I use basic economic terms quite frequently and it may be useful to set out their definitions:
- Consumption ~ is any purchase/sale that is not between entrepreneurs. That is, purchases from entrepreneurs by consumers.
- Savings ~ the excess of income over expenditure on consumption. Savings can include debt repayment and money lost or hidden in your mattress — they do not have to be deposited with a bank.
- Investment ~ an addition to the real capital stock of the economy. Alternatively, any purchase between entrepreneurs that is not part of user cost.
- Income ~ the value in excess of user cost which the producer obtains for the output he has sold.
- User cost ~ the measure of what has been sacrificed to produce finished output.
“Income is created by the value in excess of user cost which the producer obtains for the output he has sold; but the whole of this output must obviously have been sold either to a consumer or to another entrepreneur; and each entrepreneur’s current investment is equal to the excess of the equipment which he has purchased from other entrepreneurs over his own user cost. Hence, in the aggregate the excess of income over consumption, which we call saving, cannot differ from the addition to capital equipment which we call investment.
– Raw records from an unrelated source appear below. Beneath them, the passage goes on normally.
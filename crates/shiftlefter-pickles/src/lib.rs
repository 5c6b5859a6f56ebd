//! Macro expansion and pickle compilation.
//!
//! A pickle is one executable test case: a plain scenario, or one Examples
//! row of a Scenario Outline, with the applicable Background steps prepended
//! and placeholders substituted. Generation runs in two inspectable phases,
//! [`ast_to_pickle_plan`] for structure and [`pickle_plan_to_pickles`] for
//! identifiers and outline expansion.
//!
//! ```
//! use shiftlefter_pickles::{PickleConfig, compile};
//!
//! let source = "Feature: Login\n  Scenario: OK\n    Given I have 12 cucumbers\n";
//! let compiled = compile(source, None, &PickleConfig::new("login.feature"));
//! assert!(compiled.is_clean());
//! let names: Vec<&str> = compiled.output.pickles.iter().map(|p| p.name.as_str()).collect();
//! assert_eq!(names, vec!["OK"]);
//! ```

pub mod config;
pub mod error;
pub mod expand;
pub mod pickle;
pub mod placeholder;
pub mod plan;
pub mod registry;

use serde::Serialize;
use shiftlefter_gherkin::{Feature, ParseResult, parse_str_with};

pub use config::{DEFAULT_SOURCE_URI, PickleConfig};
pub use error::{MacroError, PickleError};
pub use expand::{Expansion, expand, expand_steps};
pub use pickle::{Pickle, PickleArgument, PickleOutput, PickleStep, pickle_plan_to_pickles};
pub use plan::{
    PickleTag, PicklePlan, PlannedExamples, PlannedRow, PlannedScenario, PlannedStep, StepOrigin,
    TagTier, ast_to_pickle_plan,
};
pub use registry::{MacroDefinition, MacroRegistry};

/// Generate pickles for `feature`, expanding macros first.
///
/// Calls left unresolved, including every call when `registry` is `None`,
/// turn their pickles into stubs and are listed in
/// [`PickleOutput::macro_errors`].
#[must_use]
pub fn pickles(
    feature: &Feature,
    registry: Option<&MacroRegistry>,
    source_uri: &str,
) -> PickleOutput {
    pickles_with(feature, registry, &PickleConfig::new(source_uri))
}

/// [`pickles`] with an explicit configuration.
#[must_use]
pub fn pickles_with(
    feature: &Feature,
    registry: Option<&MacroRegistry>,
    config: &PickleConfig,
) -> PickleOutput {
    let empty = MacroRegistry::new();
    let expansion = expand(feature, registry.unwrap_or(&empty));
    let mut output = pickle_plan_to_pickles(&ast_to_pickle_plan(&expansion.feature), config);
    output.macro_errors = expansion.errors;
    output
}

/// Everything produced by [`compile`].
#[derive(Debug, Clone, PartialEq, Eq, Serialize)]
pub struct Compilation {
    /// Tokens, AST, parse errors and comments.
    pub parse: ParseResult,
    /// Pickles with the expansion and pickling errors.
    pub output: PickleOutput,
}

impl Compilation {
    /// Whether parsing, expansion and pickling all succeeded without errors.
    #[must_use]
    pub fn is_clean(&self) -> bool {
        self.parse.is_clean() && self.output.is_clean()
    }
}

/// Lex, parse, expand and pickle `source` in one call.
///
/// A document without a Feature yields no pickles; its problems are in
/// [`Compilation::parse`].
#[must_use]
pub fn compile(
    source: &str,
    registry: Option<&MacroRegistry>,
    config: &PickleConfig,
) -> Compilation {
    let parse = parse_str_with(source, &config.gherkin);
    let output = parse
        .feature()
        .map(|feature| pickles_with(feature, registry, config))
        .unwrap_or_default();
    Compilation { parse, output }
}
Saving, in fact, is a mere residual.”
Richard Koo (The Holy Grail of Macro Economics) points out the flaw in this argument: when savers are forced to repay debt, savings no longer equal investment.
Steve Keen also highlights this:
“However when one thinks in truly dynamic terms, income is not all there is to aggregate demand. In a dynamic setting, aggregate demand is not merely equal to income, but to income plus the change in debt.”